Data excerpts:

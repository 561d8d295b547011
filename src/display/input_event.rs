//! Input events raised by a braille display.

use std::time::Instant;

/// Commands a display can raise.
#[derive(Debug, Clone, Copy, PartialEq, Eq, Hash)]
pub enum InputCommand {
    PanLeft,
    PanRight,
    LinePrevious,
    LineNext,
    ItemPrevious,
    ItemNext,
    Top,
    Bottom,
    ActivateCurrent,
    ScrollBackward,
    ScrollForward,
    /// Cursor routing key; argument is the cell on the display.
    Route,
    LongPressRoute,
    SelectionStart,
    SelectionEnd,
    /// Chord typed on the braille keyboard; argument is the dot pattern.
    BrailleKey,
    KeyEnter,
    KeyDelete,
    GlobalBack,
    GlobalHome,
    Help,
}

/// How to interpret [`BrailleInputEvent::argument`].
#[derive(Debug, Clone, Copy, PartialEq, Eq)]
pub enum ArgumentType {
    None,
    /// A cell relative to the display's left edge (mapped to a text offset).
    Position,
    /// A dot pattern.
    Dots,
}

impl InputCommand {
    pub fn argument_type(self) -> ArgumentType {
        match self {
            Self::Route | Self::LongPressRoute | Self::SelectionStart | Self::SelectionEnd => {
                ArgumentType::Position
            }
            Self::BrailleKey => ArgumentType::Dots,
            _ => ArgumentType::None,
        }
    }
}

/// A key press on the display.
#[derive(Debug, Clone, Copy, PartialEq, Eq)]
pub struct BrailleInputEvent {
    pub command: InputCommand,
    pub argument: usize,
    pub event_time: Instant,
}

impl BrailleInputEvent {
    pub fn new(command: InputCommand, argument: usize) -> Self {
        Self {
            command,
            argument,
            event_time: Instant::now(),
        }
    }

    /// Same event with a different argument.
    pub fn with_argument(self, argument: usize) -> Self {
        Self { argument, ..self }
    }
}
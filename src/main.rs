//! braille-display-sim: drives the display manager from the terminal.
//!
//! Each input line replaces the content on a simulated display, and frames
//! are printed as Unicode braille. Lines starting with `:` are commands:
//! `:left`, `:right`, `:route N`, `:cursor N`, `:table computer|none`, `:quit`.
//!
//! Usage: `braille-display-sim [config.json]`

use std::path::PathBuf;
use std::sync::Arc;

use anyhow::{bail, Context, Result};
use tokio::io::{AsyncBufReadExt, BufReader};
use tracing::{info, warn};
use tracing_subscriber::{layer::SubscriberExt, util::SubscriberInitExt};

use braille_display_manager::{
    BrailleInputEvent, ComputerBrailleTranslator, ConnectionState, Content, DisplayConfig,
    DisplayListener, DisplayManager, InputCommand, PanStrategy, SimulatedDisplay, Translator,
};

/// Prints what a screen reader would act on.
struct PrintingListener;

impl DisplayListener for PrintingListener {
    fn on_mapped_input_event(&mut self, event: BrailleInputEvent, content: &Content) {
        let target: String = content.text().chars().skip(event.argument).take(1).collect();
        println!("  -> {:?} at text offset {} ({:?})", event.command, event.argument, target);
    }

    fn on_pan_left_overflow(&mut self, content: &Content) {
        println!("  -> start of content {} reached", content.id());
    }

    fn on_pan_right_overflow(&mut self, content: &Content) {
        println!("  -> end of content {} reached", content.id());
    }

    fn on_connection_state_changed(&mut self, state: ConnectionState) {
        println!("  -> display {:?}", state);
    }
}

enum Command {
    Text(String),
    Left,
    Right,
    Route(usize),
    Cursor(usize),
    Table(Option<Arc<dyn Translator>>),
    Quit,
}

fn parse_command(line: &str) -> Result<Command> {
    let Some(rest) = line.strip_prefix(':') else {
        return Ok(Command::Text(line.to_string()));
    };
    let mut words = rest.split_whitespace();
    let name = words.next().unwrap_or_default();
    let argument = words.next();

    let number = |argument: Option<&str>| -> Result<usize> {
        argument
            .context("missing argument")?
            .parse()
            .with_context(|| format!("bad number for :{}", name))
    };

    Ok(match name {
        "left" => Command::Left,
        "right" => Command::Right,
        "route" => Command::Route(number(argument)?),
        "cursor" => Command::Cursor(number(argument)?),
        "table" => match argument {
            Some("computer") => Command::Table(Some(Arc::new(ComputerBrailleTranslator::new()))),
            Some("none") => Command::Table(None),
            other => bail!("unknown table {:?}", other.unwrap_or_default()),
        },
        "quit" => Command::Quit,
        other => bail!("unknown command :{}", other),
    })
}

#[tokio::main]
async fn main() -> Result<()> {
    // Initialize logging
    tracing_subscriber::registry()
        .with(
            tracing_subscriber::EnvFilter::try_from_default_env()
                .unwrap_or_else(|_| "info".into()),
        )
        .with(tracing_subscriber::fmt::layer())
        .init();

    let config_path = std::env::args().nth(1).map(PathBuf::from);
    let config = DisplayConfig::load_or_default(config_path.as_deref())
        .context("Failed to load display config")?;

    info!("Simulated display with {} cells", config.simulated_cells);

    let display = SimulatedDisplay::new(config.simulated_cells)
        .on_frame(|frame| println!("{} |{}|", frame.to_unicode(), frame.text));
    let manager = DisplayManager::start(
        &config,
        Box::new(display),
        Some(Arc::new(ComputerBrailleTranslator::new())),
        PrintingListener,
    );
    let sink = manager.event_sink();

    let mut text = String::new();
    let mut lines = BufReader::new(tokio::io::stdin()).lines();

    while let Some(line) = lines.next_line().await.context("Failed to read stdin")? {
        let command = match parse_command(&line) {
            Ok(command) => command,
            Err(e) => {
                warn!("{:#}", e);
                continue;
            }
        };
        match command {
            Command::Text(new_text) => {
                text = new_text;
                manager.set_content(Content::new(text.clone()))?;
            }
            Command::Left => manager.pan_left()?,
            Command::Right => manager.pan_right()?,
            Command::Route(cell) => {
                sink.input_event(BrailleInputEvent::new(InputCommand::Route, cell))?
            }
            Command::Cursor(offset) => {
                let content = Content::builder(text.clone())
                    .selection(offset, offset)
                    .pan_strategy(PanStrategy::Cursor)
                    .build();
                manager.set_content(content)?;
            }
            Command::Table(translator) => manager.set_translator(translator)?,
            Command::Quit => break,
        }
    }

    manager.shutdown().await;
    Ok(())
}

*Your objective*.
Looking at the data above, write out exactly the lines that start at the one containing "cell on the display." and end at the one containing "ArgumentType::Position"; include both and nothing beyond.

*Task solution*.
    /// Cursor routing key; argument is the cell on the display.
    Route,
    LongPressRoute,
    SelectionStart,
    SelectionEnd,
    /// Chord typed on the braille keyboard; argument is the dot pattern.
    BrailleKey,
    KeyEnter,
    KeyDelete,
    GlobalBack,
    GlobalHome,
    Help,
}

/// How to interpret [`BrailleInputEvent::argument`].
#[derive(Debug, Clone, Copy, PartialEq, Eq)]
pub enum ArgumentType {
    None,
    /// A cell relative to the display's left edge (mapped to a text offset).
    Position,
    /// A dot pattern.
    Dots,
}

impl InputCommand {
    pub fn argument_type(self) -> ArgumentType {
        match self {
            Self::Route | Self::LongPressRoute | Self::SelectionStart | Self::SelectionEnd => {
                ArgumentType::Position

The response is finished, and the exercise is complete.